Books as Tickets to Adventure

Ammon Shea's Reading the OED: One Man, One Year, 21,730 Pages is a collection of twenty-six linked personal essays about reading the Oxford English Dictionary straight through, or about dictionaries and reading in general. Each lettered chapter is followed by a series of unusual words beginning with that letter, words which Shea finds pleasing for one reason or another.

Shea's comments on those words make me think he's trying to do David Sedaris, though he never achieves those heights. And so far Reading the OED hasn't transcended the description above. It hasn't turned out to contain hidden depths, as Alexander Frater's Chasing the Monsoon or Joe Kane's Running the Amazon did, to choose two participial equivalents.

But if you like reading and words, Reading the OED is quite pleasant entertainment. Along the way Shea shares this childhood memory:

I bought my first book for myself when I was ten. Stuck at a beach somewhere near the end of Cape Cod one summer, and eventually bored by the normal pursuits of summer, I happened into the clapboard shack by the parking lot that served as a combination of hot dog stand and purveyor of cheap souvenirs, In the back of the store was a shaky wire carousel full of aged paperbacks. They weren't secondhand, just books from twenty years earlier that had never managed to be sold, and the store was letting them go for their original cover prices, twenty-five cents each.

At that age I thought anything that cost a quarter must be a bargain, and I grabbed the first book that caught my eye--Three Tickets to Adventure by Gerald Durrell. It was a memoir of sorts, recounting the trials and travails of being an animal collector for zoos in the 1950s.

It was instantly the most transporting experience I could imagine. I had been an avid reader, prone to spending more time while at school in the library than in the classroom, but this was somehow different. Here, fully realized, was the idea that one could just go and find a book that one wanted to read, buy it, and get joyfully and irretrievably lost in its pages. . . .

At some point my parents became concerned with the amount of time I spent reading. When I was twelve my father began kicking me out of the house on weekends so that I wouldn't lie on the couch all day with my nose in a book.

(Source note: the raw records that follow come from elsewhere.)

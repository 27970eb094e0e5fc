//! E2E tests for std:stream module
//!
//! Tests ReadableStream, WritableStream, TransformStream, and pipe.

use super::harness::*;

// ============================================================================
// ReadableStream basics
// ============================================================================

#[test]
fn test_readable_stream_from_array() {
    expect_i32_with_builtins(
        "let stream = new ReadableStream<number>((ctrl: ReadableController<number>): void => {
             ctrl.push(1);
             ctrl.push(2);
             ctrl.push(3);
             ctrl.close();
         }, 16);
         let result = stream.collect();
         return result.length;",
        3,
    );
}

#[test]
fn test_readable_stream_from_array_values() {
    expect_i32_with_builtins(
        "let stream = new ReadableStream<number>((ctrl: ReadableController<number>): void => {
             ctrl.push(10);
             ctrl.push(20);
             ctrl.push(30);
             ctrl.close();
         }, 16);
         let a = stream.read();
         let b = stream.read();
         let c = stream.read();
         let d = stream.read();
         let sum = 0;
         if (a != null) { sum = sum + a; }
         if (b != null) { sum = sum + b; }
         if (c != null) { sum = sum + c; }
         // d should be null (stream ended)
         if (d != null) { sum = sum + 999; }
         return sum;",
        60,
    );
}

#[test]
fn test_readable_stream_empty() {
    expect_i32_with_builtins(
        "let stream = new ReadableStream<number>((ctrl: ReadableController<number>): void => {
             ctrl.close();
         }, 1);
         let val = stream.read();
         if (val == null) { return 1; }
         return 0;",
        1,
    );
}

#[test]
fn test_readable_stream_producer() {
    expect_i32_with_builtins(
        "let stream = new ReadableStream<number>((ctrl: ReadableController<number>): void => {
             ctrl.push(5);
             ctrl.push(10);
             ctrl.push(15);
             ctrl.close();
         }, 16);
         let result = stream.collect();
         let sum = 0;
         let i = 0;
         while (i < result.length) {
             sum = sum + result[i];
             i = i + 1;
         }
         return sum;",
        30,
    );
}

// ============================================================================
// WritableStream basics
// ============================================================================

#[test]
fn test_writable_stream_consumer() {
    // Use array to accumulate values (arrays are heap objects, shared by reference in closures)
    expect_i32_with_builtins(
        "let acc: number[] = [];
         let sink = new WritableStream<number>((ctrl: WritableController<number>): void => {
             let val = ctrl.pull();
             while (val != null) {
                 acc.push(val);
                 val = ctrl.pull();
             }
         }, 16);
         sink.write(10);
         sink.write(20);
         sink.write(30);
         sink.close();
         // Wait for consumer to finish
         __NATIVE_CALL<number>(\"time.sleep\", 50);
         let total = 0;
         let i = 0;
         while (i < acc.length) {
             total = total + acc[i];
             i = i + 1;
         }
         return total;",
        60,
    );
}

// ============================================================================
// Pipe
// ============================================================================

#[test]
fn test_readable_pipe_to_writable() {
    // Use array to accumulate piped values (arrays shared by reference in closures)
    expect_i32_with_builtins(
        "let acc: number[] = [];
         let source = new ReadableStream<number>((ctrl: ReadableController<number>): void => {
             ctrl.push(1);
             ctrl.push(2);
             ctrl.push(3);
             ctrl.push(4);
             ctrl.push(5);
             ctrl.close();
         }, 16);
         let sink = new WritableStream<number>((ctrl: WritableController<number>): void => {
             let val = ctrl.pull();
             while (val != null) {
                 acc.push(val);
                 val = ctrl.pull();
             }
         }, 16);
         source.pipe(sink);
         // Wait for consumer
         __NATIVE_CALL<number>(\"time.sleep\", 50);
         let total = 0;
         let i = 0;
         while (i < acc.length) {
             total = total + acc[i];
             i = i + 1;
         }
         return total;",
        15,
    );
}

// ============================================================================
// TransformStream
// ============================================================================

#[test]
fn test_transform_stream_map() {
    expect_i32_with_builtins(
        "let source = new ReadableStream<number>((ctrl: ReadableController<number>): void => {
             ctrl.push(1);
             ctrl.push(2);
             ctrl.push(3);
             ctrl.close();
         }, 16);

         let doubler = new TransformStream<number, number>(
             (input: number, ctrl: TransformController<number>): void => {
                 ctrl.push(input * 2);
             },
             16
         );

         let output = source.pipeThrough<number>(doubler);
         let result = output.collect();
         let sum = 0;
         let i = 0;
         while (i < result.length) {
             sum = sum + result[i];
             i = i + 1;
         }
         return sum;",
        12,  // (1*2 + 2*2 + 3*2) = 12
    );
}

#[test]
fn test_transform_stream_filter() {
    expect_i32_with_builtins(
        "let source = new ReadableStream<number>((ctrl: ReadableController<number>): void => {
             ctrl.push(1);
             ctrl.push(2);
             ctrl.push(3);
             ctrl.push(4);
             ctrl.push(5);
             ctrl.push(6);
             ctrl.close();
         }, 16);

         let evens = new TransformStream<number, number>(
             (input: number, ctrl: TransformController<number>): void => {
                 if (input % 2 == 0) {
                     ctrl.push(input);
                 }
             },
             16
         );

         let output = source.pipeThrough<number>(evens);
         let result = output.collect();
         return result.length;",
        3,  // 2, 4, 6
    );
}

// ============================================================================
// Pipe (replaces pipeline function)
// ============================================================================

#[test]
fn test_pipe_basic() {
    // Use array to accumulate piped values (arrays shared by reference in closures)
    expect_i32_with_builtins(
        "let acc: number[] = [];
         let source = new ReadableStream<number>((ctrl: ReadableController<number>): void => {
             ctrl.push(10);
             ctrl.push(20);
             ctrl.push(30);
             ctrl.close();
         }, 16);
         let sink = new WritableStream<number>((ctrl: WritableController<number>): void => {
             let val = ctrl.pull();
             while (val != null) {
                 acc.push(val);
                 val = ctrl.pull();
             }
         }, 16);
         source.pipe(sink);
         // Wait for consumer
         __NATIVE_CALL<number>(\"time.sleep\", 50);
         let total = 0;
         let i = 0;
         while (i < acc.length) {
             total = total + acc[i];
             i = i + 1;
         }
         return total;",
        60,
    );
}

// ============================================================================
// Collect
// ============================================================================

#[test]
fn test_collect_values() {
    expect_i32_with_builtins(
        "let stream = new ReadableStream<number>((ctrl: ReadableController<number>): void => {
             ctrl.push(5);
             ctrl.push(10);
             ctrl.push(15);
             ctrl.push(20);
             ctrl.close();
         }, 16);
         let arr = stream.collect();
         return arr[0] + arr[1] + arr[2] + arr[3];",
        50,
    );
}

// ============================================================================
// Diagnostic tests to isolate collect() issue
// ============================================================================

#[test]
fn test_diag_array_push_loop() {
    // Test array push in a simple loop
    expect_i32_with_builtins(
        "let arr: number[] = [];
         arr.push(10);
         arr.push(20);
         arr.push(30);
         return arr.length;",
        3,
    );
}

#[test]
fn test_diag_channel_receive_loop() {
    // Test raw channel receive in a loop (no stream classes)
    // Uses null check guards to avoid type errors
    expect_i32_with_builtins(
        "let ch = new Channel<number>(16);
         ch.send(1);
         ch.send(2);
         ch.send(3);
         ch.close();
         let sum = 0;
         let val = ch.tryReceive();
         while (val != null) {
             if (val != null) { sum = sum + val; }
             val = ch.tryReceive();
         }
         return sum;",
        6,
    );
}

#[test]
fn test_diag_channel_collect_manual() {
    // Test manual collect pattern with channel (no stream classes)
    expect_i32_with_builtins(
        "let ch = new Channel<number>(16);
         ch.send(5);
         ch.send(10);
         ch.send(15);
         ch.close();
         let result: number[] = [];
         let val = ch.tryReceive();
         while (val != null) {
             if (val != null) { result.push(val); }
             val = ch.tryReceive();
         }
         return result.length;",
        3,
    );
}

#[test]
fn test_diag_async_channel_collect() {
    // Test channel with async producer + collect pattern
    expect_i32_with_builtins(
        "let ch = new Channel<number>(16);
         async {
             ch.send(1);
             ch.send(2);
             ch.send(3);
             ch.close();
         };
         // Collect from channel
         let result: number[] = [];
         let val = ch.tryReceive();
         if (val == null && !ch.isClosed()) {
             val = ch.receive();
         }
         while (val != null) {
             if (val != null) { result.push(val); }
             val = ch.tryReceive();
             if (val == null && !ch.isClosed()) {
                 val = ch.receive();
             }
         }
         return result.length;",
        3,
    );
}
//! Raya unified CLI tool
//!
//! Single command-line interface for all Raya operations:
//! compilation, execution, testing, package management, and more.

mod commands;

use clap::{Parser, Subcommand};
use std::path::PathBuf;

#[derive(Parser)]
#[command(name = "raya")]
#[command(about = "Raya programming language toolchain")]
#[command(version)]
struct Cli {
    #[command(subcommand)]
    command: Option<Commands>,
}

#[derive(Subcommand)]
enum Commands {
    /// Run a script or execute a file
    #[command(alias = "r")]
    Run {
        /// Script name (from [scripts] in raya.toml) or file path
        target: Option<String>,
        /// Arguments to pass to the program
        #[arg(trailing_var_arg = true, last = true)]
        args: Vec<String>,
        /// Watch for changes and re-run
        #[arg(short, long)]
        watch: bool,
        /// Enable debugger
        #[arg(long)]
        inspect: bool,
        /// Enable debugger and break at entry
        #[arg(long)]
        inspect_brk: bool,
        /// Skip bytecode cache, always recompile
        #[arg(long)]
        no_cache: bool,
        /// Disable JIT compilation (interpreter only)
        #[arg(long)]
        no_jit: bool,
        /// JIT adaptive compilation call threshold
        #[arg(long, default_value = "1000")]
        jit_threshold: u32,
        /// Worker thread count (0 = auto)
        #[arg(long, default_value = "0")]
        threads: usize,
        /// Max heap size in MB
        #[arg(long, default_value = "512")]
        heap_limit: usize,
        /// Maximum execution time in ms (0 = unlimited)
        #[arg(long, default_value = "0")]
        timeout: u64,
        /// List available scripts from raya.toml
        #[arg(long)]
        list: bool,
    },

    /// Compile to bytecode (.ryb)
    #[command(alias = "b")]
    Build {
        /// Files or directories to build
        #[arg(default_value = ".")]
        files: Vec<String>,
        /// Output directory
        #[arg(short, long, default_value = "dist")]
        out_dir: String,
        /// Enable all optimizations
        #[arg(short, long)]
        release: bool,
        /// Watch for changes
        #[arg(short, long)]
        watch: bool,
        /// Emit debug source mapping
        #[arg(long)]
        sourcemap: bool,
        /// Show what would be built without writing
        #[arg(long)]
        dry_run: bool,
    },

    /// Type-check without building
    #[command(alias = "c")]
    Check {
        /// Files or directories to check
        #[arg(default_value = ".")]
        files: Vec<String>,
        /// Watch for changes
        #[arg(short, long)]
        watch: bool,
        /// Treat all warnings as errors
        #[arg(long)]
        strict: bool,
        /// Diagnostic format (pretty, json)
        #[arg(long, default_value = "pretty")]
        format: String,
        /// Suppress specific warnings (e.g., --allow unused-variable)
        #[arg(long = "allow", value_name = "WARNING")]
        allow: Vec<String>,
        /// Treat specific warnings as errors (e.g., --deny shadowed-variable)
        #[arg(long = "deny", value_name = "WARNING")]
        deny: Vec<String>,
        /// Suppress all warnings
        #[arg(long)]
        no_warnings: bool,
    },

    /// Evaluate an inline expression
    Eval {
        /// Code to evaluate
        code: String,
        /// Print the result of the last expression
        #[arg(long)]
        print: bool,
        /// Don't auto-print the result
        #[arg(long)]
        no_print: bool,
        /// Disable JIT for the evaluated code
        #[arg(long)]
        no_jit: bool,
    },

    /// Run tests
    #[command(alias = "t")]
    Test {
        /// Test name pattern to match
        filter: Option<String>,
        /// Watch for changes
        #[arg(short, long)]
        watch: bool,
        /// Generate coverage report
        #[arg(long)]
        coverage: bool,
        /// Stop after first failure
        #[arg(long)]
        bail: bool,
        /// Per-test timeout in ms
        #[arg(long, default_value = "5000")]
        timeout: u64,
        /// Max parallel test files
        #[arg(long, default_value = "0")]
        concurrency: usize,
        /// Output format
        #[arg(long, default_value = "default")]
        reporter: String,
        /// Filter test files by glob
        #[arg(long)]
        file: Option<String>,
        /// Update snapshot expectations
        #[arg(long)]
        update_snapshots: bool,
    },

    /// Run benchmarks
    Bench {
        /// Benchmark name pattern to match
        filter: Option<String>,
        /// Warmup iterations
        #[arg(long, default_value = "100")]
        warmup: usize,
        /// Benchmark iterations
        #[arg(long, default_value = "1000")]
        iterations: usize,
        /// Save results to JSON file
        #[arg(long)]
        save: Option<String>,
        /// Compare against saved results
        #[arg(long)]
        compare: Option<String>,
        /// Output raw JSON
        #[arg(long)]
        json: bool,
    },

    /// Format source files
    Fmt {
        /// Files or directories to format
        #[arg(default_value = ".")]
        files: Vec<String>,
        /// Check formatting without writing
        #[arg(long)]
        check: bool,
        /// Show diff of formatting changes
        #[arg(long)]
        diff: bool,
        /// Read from stdin, write to stdout
        #[arg(long)]
        stdin: bool,
    },

    /// Lint source files
    Lint {
        /// Files or directories to lint
        #[arg(default_value = ".")]
        files: Vec<String>,
        /// Auto-fix issues where possible
        #[arg(long)]
        fix: bool,
        /// Output format
        #[arg(long, default_value = "pretty")]
        format: String,
        /// Watch mode
        #[arg(short, long)]
        watch: bool,
    },

    /// Start interactive REPL
    Repl {
        /// Disable JIT in REPL
        #[arg(long)]
        no_jit: bool,
    },

    /// Initialize a new Raya project
    Init {
        /// Directory to initialize
        #[arg(default_value = ".")]
        path: PathBuf,
        /// Project name
        #[arg(short, long)]
        name: Option<String>,
        /// Project template
        #[arg(long, default_value = "basic")]
        template: String,
        /// Skip interactive prompts
        #[arg(short, long)]
        yes: bool,
    },

    /// Add a dependency
    #[command(alias = "a")]
    Add {
        /// Package specifier (e.g., "logging", "logging@1.2.0")
        package: String,
        /// Add as dev dependency
        #[arg(short = 'D', long)]
        dev: bool,
        /// Use exact version (no ^ prefix)
        #[arg(short = 'E', long)]
        exact: bool,
        /// Don't install after adding
        #[arg(long)]
        no_install: bool,
    },

    /// Remove a dependency
    #[command(alias = "rm")]
    Remove {
        /// Package name to remove
        package: String,
    },

    /// Install all dependencies
    #[command(alias = "i")]
    Install {
        /// Only install production dependencies
        #[arg(long)]
        production: bool,
        /// Error if lockfile would change (for CI)
        #[arg(long)]
        frozen: bool,
        /// Force re-download even if cached
        #[arg(short, long)]
        force: bool,
    },

    /// Update dependencies
    Update {
        /// Package to update (all if not specified)
        package: Option<String>,
    },

    /// Publish package to registry
    Publish {
        /// Publish tag
        #[arg(long, default_value = "latest")]
        tag: String,
        /// Don't actually publish
        #[arg(long)]
        dry_run: bool,
        /// Access level
        #[arg(long, default_value = "public")]
        access: String,
    },

    /// Package management (init, install, add, remove, login, ...)
    Pkg {
        #[command(subcommand)]
        command: commands::pkg::PkgCommands,
    },

    /// Create standalone executable
    Bundle {
        /// Input file
        file: String,
        /// Output file path
        #[arg(short, long)]
        output: String,
        /// Target platform
        #[arg(long, default_value = "native")]
        target: String,
        /// Full optimizations
        #[arg(short, long)]
        release: bool,
        /// Strip debug info
        #[arg(long)]
        strip: bool,
        /// Compress with LZ4
        #[arg(long)]
        compress: bool,
        /// Don't embed VM
        #[arg(long)]
        no_runtime: bool,
    },

    /// Generate documentation
    Doc {
        /// Output directory
        #[arg(short, long, default_value = "docs/api")]
        out_dir: String,
        /// Start documentation server
        #[arg(long)]
        serve: bool,
        /// Open in browser
        #[arg(long)]
        open: bool,
        /// Output format
        #[arg(long, default_value = "html")]
        format: String,
    },

    /// Start Language Server
    Lsp {
        /// Communication via stdin/stdout (default)
        #[arg(long)]
        stdio: bool,
        /// TCP port
        #[arg(long)]
        port: Option<u16>,
    },

    /// Generate shell completions
    Completions {
        /// Shell type (bash, zsh, fish, powershell)
        shell: String,
    },

    /// Clear caches and build artifacts
    Clean {
        /// Only clear bytecode cache
        #[arg(long)]
        cache: bool,
        /// Only clear build output
        #[arg(long)]
        dist: bool,
        /// Clear everything
        #[arg(long)]
        all: bool,
    },

    /// Display environment and project info
    Info,

    /// Upgrade Raya installation
    Upgrade {
        /// Version to upgrade to
        version: Option<String>,
        /// Check for updates without installing
        #[arg(long)]
        check: bool,
        /// Force reinstall
        #[arg(long)]
        force: bool,
    },
}

/// Check if a string looks like a Raya file path
fn looks_like_raya_file(arg: &str) -> bool {
    arg.ends_with(".raya") || arg.ends_with(".ryb")
}

fn main() -> anyhow::Result<()> {
    // Handle implicit run: `raya ./file.raya` or `raya src/main.raya`
    let raw_args: Vec<String> = std::env::args().collect();
    if raw_args.len() > 1 && looks_like_raya_file(&raw_args[1]) {
        return commands::run::execute_file(&raw_args[1], &raw_args[2..]);
    }

    let cli = Cli::parse();

    match cli.command {
        Some(cmd) => dispatch(cmd),
        None => {
            use clap::CommandFactory;
            Cli::command().print_help()?;
            Ok(())
        }
    }
}

fn dispatch(cmd: Commands) -> anyhow::Result<()> {
    match cmd {
        Commands::Run {
            target, args, watch, inspect, inspect_brk,
            no_cache, no_jit, jit_threshold, threads,
            heap_limit, timeout, list,
        } => commands::run::execute(commands::run::RunArgs {
            target, args, watch, inspect, inspect_brk,
            no_cache, no_jit, jit_threshold, threads,
            heap_limit, timeout, list,
        }),

        Commands::Build { files, out_dir, release, watch, sourcemap, dry_run } =>
            commands::build::execute(files, out_dir, release, watch, sourcemap, dry_run),

        Commands::Check { files, watch, strict, format, allow, deny, no_warnings } =>
            commands::check::execute(files, watch, strict, format, allow, deny, no_warnings),

        Commands::Eval { code, print, no_print, no_jit } =>
            commands::eval::execute(code, print, no_print, no_jit),

        Commands::Test {
            filter, watch, coverage, bail, timeout,
            concurrency, reporter, file, update_snapshots,
        } => commands::test::execute(
            filter, watch, coverage, bail, timeout,
            concurrency, reporter, file, update_snapshots,
        ),

        Commands::Bench { filter, warmup, iterations, save, compare, json } =>
            commands::bench::execute(filter, warmup, iterations, save, compare, json),

        Commands::Fmt { files, check, diff, stdin } =>
            commands::fmt::execute(files, check, diff, stdin),

        Commands::Lint { files, fix, format, watch } =>
            commands::lint::execute(files, fix, format, watch),

        Commands::Repl { no_jit } =>
            commands::repl::execute(no_jit),

        Commands::Init { path, name, template, yes } =>
            commands::init::execute(path, name, template, yes),

        Commands::Add { package, dev, exact, no_install } =>
            commands::add::execute(package, dev, exact, no_install),

        Commands::Remove { package } =>
            commands::remove::execute(package),

        Commands::Install { production, frozen, force } =>
            commands::install::execute(production, frozen, force),

        Commands::Update { package } =>
            commands::update::execute(package),

        Commands::Publish { tag, dry_run, access } =>
            commands::publish::execute(tag, dry_run, access),

        Commands::Pkg { command } =>
            commands::pkg::execute(command),

        Commands::Bundle { file, output, target, release, strip, compress, no_runtime } =>
            commands::bundle::execute(file, output, target, release, strip, compress, no_runtime),

        Commands::Doc { out_dir, serve, open, format } =>
            commands::doc::execute(out_dir, serve, open, format),

        Commands::Lsp { stdio, port } =>
            commands::lsp::execute(stdio, port),

        Commands::Completions { shell } =>
            commands::completions::execute(shell),

        Commands::Clean { cache, dist, all } =>
            commands::clean::execute(cache, dist, all),

        Commands::Info =>
            commands::info::execute(),

        Commands::Upgrade { version, check, force } =>
            commands::upgrade::execute(version, check, force),
    }
}
/// Parse the answer section of a DNS response for a specific record type.
/// Returns strings appropriate for the record type (see module doc for formats).
fn parse_answers(data: &[u8], expected_type: u16) -> Vec<String> {
    if data.len() < 12 {
        return vec![];
    }

    // Read header counts
    let _id = u16::from_be_bytes([data[0], data[1]]);
    let _flags = u16::from_be_bytes([data[2], data[3]]);
    let qdcount = u16::from_be_bytes([data[4], data[5]]) as usize;
    let ancount = u16::from_be_bytes([data[6], data[7]]) as usize;

    let mut offset = 12;

    // Skip question section
    for _ in 0..qdcount {
        parse_dns_name(data, &mut offset); // QNAME
        offset += 4; // QTYPE (2) + QCLASS (2)
        if offset > data.len() {
            return vec![];
        }
    }

    // Parse answer records
    let mut results = Vec::new();
    for _ in 0..ancount {
        if offset >= data.len() {
            break;
        }
        parse_dns_name(data, &mut offset); // NAME
        let rtype = read_u16(data, &mut offset);
        let _rclass = read_u16(data, &mut offset);
        let _ttl = read_u32(data, &mut offset);
        let rdlength = read_u16(data, &mut offset) as usize;

        if offset + rdlength > data.len() {
            break;
        }

        let rdata_start = offset;

        if rtype == expected_type {
            match rtype {
                DNS_TYPE_A => {
                    if rdlength == 4 {
                        let ip = Ipv4Addr::new(
                            data[offset],
                            data[offset + 1],
                            data[offset + 2],
                            data[offset + 3],
                        );
                        results.push(ip.to_string());
                    }
                }
                DNS_TYPE_AAAA => {
                    if rdlength == 16 {
                        let mut octets = [0u8; 16];
                        octets.copy_from_slice(&data[offset..offset + 16]);
                        let ip = Ipv6Addr::from(octets);
                        results.push(ip.to_string());
                    }
                }
                DNS_TYPE_MX => {
                    let mut roff = offset;
                    let priority = read_u16(data, &mut roff);
                    let exchange = parse_dns_name(data, &mut roff);
                    results.push(priority.to_string());
                    results.push(exchange);
                }
                DNS_TYPE_TXT => {
                    // TXT RDATA: one or more <length><string> segments
                    let mut roff = offset;
                    let end = offset + rdlength;
                    let mut txt = String::new();
                    while roff < end {
                        let slen = data[roff] as usize;
                        roff += 1;
                        if roff + slen > end {
                            break;
                        }
                        txt.push_str(&String::from_utf8_lossy(&data[roff..roff + slen]));
                        roff += slen;
                    }
                    results.push(txt);
                }
                DNS_TYPE_SRV => {
                    let mut roff = offset;
                    let priority = read_u16(data, &mut roff);
                    let weight = read_u16(data, &mut roff);
                    let port = read_u16(data, &mut roff);
                    let target = parse_dns_name(data, &mut roff);
                    results.push(priority.to_string());
                    results.push(weight.to_string());
                    results.push(port.to_string());
                    results.push(target);
                }
                DNS_TYPE_CNAME | DNS_TYPE_NS | DNS_TYPE_PTR => {
                    let mut roff = offset;
                    let name = parse_dns_name(data, &mut roff);
                    results.push(name);
                }
                _ => {}
            }
        }

        offset = rdata_start + rdlength;
    }

    results
}
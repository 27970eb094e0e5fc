//! TLS configuration and utilities shared across fetch, http, and net modules.
//!
//! Uses rustls (pure Rust TLS) with Mozilla CA certificates via webpki-roots.

use rustls::pki_types::ServerName;
use std::io::{self, Read, Write};
use std::net;
use std::sync::{Arc, OnceLock};

/// Cached default client config with Mozilla root certificates.
static DEFAULT_CLIENT_CONFIG: OnceLock<Arc<rustls::ClientConfig>> = OnceLock::new();

/// Get or create the default TLS client config with system/Mozilla root certificates.
pub fn default_client_config() -> Arc<rustls::ClientConfig> {
    DEFAULT_CLIENT_CONFIG
        .get_or_init(|| {
            let mut root_store = rustls::RootCertStore::empty();
            root_store.extend(webpki_roots::TLS_SERVER_ROOTS.iter().cloned());
            Arc::new(
                rustls::ClientConfig::builder()
                    .with_root_certificates(root_store)
                    .with_no_client_auth(),
            )
        })
        .clone()
}

/// Create a TLS client config with custom CA certificates (PEM-encoded).
pub fn client_config_with_ca(ca_pem: &str) -> Result<Arc<rustls::ClientConfig>, String> {
    let mut root_store = rustls::RootCertStore::empty();
    // Start with Mozilla roots
    root_store.extend(webpki_roots::TLS_SERVER_ROOTS.iter().cloned());
    // Add custom CA certs
    let mut cursor = io::Cursor::new(ca_pem.as_bytes());
    let certs = rustls_pemfile::certs(&mut cursor)
        .collect::<Result<Vec<_>, _>>()
        .map_err(|e| format!("Failed to parse CA PEM: {}", e))?;
    for cert in certs {
        root_store
            .add(cert)
            .map_err(|e| format!("Failed to add CA cert: {}", e))?;
    }
    Ok(Arc::new(
        rustls::ClientConfig::builder()
            .with_root_certificates(root_store)
            .with_no_client_auth(),
    ))
}

/// Create a TLS server config from PEM certificate chain and private key.
pub fn server_config(cert_pem: &str, key_pem: &str) -> Result<Arc<rustls::ServerConfig>, String> {
    let mut cert_cursor = io::Cursor::new(cert_pem.as_bytes());
    let certs = rustls_pemfile::certs(&mut cert_cursor)
        .collect::<Result<Vec<_>, _>>()
        .map_err(|e| format!("Failed to parse certificate PEM: {}", e))?;
    if certs.is_empty() {
        return Err("No certificates found in PEM".to_string());
    }

    let mut key_cursor = io::Cursor::new(key_pem.as_bytes());
    let key = rustls_pemfile::private_key(&mut key_cursor)
        .map_err(|e| format!("Failed to parse private key PEM: {}", e))?
        .ok_or_else(|| "No private key found in PEM".to_string())?;

    Arc::new(
        rustls::ServerConfig::builder()
            .with_no_client_auth()
            .with_single_cert(certs, key)
            .map_err(|e| format!("TLS server config error: {}", e))?,
    )
    .pipe(Ok)
}

/// Establish a TLS connection to host:port over an existing TCP stream.
pub fn connect_tls(
    stream: net::TcpStream,
    host: &str,
    config: Arc<rustls::ClientConfig>,
) -> Result<rustls::StreamOwned<rustls::ClientConnection, net::TcpStream>, String> {
    let server_name = ServerName::try_from(host.to_string())
        .map_err(|e| format!("Invalid server name '{}': {}", host, e))?;
    let conn = rustls::ClientConnection::new(config, server_name)
        .map_err(|e| format!("TLS handshake setup failed: {}", e))?;
    let mut tls_stream = rustls::StreamOwned::new(conn, stream);
    // Force the handshake by writing zero bytes (flush triggers handshake)
    tls_stream.flush().map_err(|e| format!("TLS handshake failed: {}", e))?;
    Ok(tls_stream)
}

/// Accept a TLS connection on a server stream.
pub fn accept_tls(
    stream: net::TcpStream,
    config: Arc<rustls::ServerConfig>,
) -> Result<rustls::StreamOwned<rustls::ServerConnection, net::TcpStream>, String> {
    let conn = rustls::ServerConnection::new(config)
        .map_err(|e| format!("TLS server connection setup failed: {}", e))?;
    let mut tls_stream = rustls::StreamOwned::new(conn, stream);
    // Read a byte and unread it to trigger handshake; or just peek
    // Actually, the handshake happens on first read/write, so we trigger it:
    let mut buf = [0u8; 0];
    let _ = tls_stream.read(&mut buf);
    Ok(tls_stream)
}

/// Type alias for a client TLS stream.
pub type ClientTlsStream = rustls::StreamOwned<rustls::ClientConnection, net::TcpStream>;

/// Type alias for a server TLS stream.
pub type ServerTlsStream = rustls::StreamOwned<rustls::ServerConnection, net::TcpStream>;

// Helper trait for pipe syntax
trait Pipe: Sized {
    fn pipe<F, R>(self, f: F) -> R
    where
        F: FnOnce(Self) -> R,
    {
        f(self)
    }
}
impl<T> Pipe for T {}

All this accomplished was to give me the impetus to go out and find new volumes to read. I would walk several miles downtown, to Fifty-fifth Street and Fifth Avenue, where Doubleday had its flagship store [1961-1997]. I was more than content to perch on an uncomfortable stool reading all day and then walk home, pretending that I'd been out and about and performing energetic childhood activities for hours.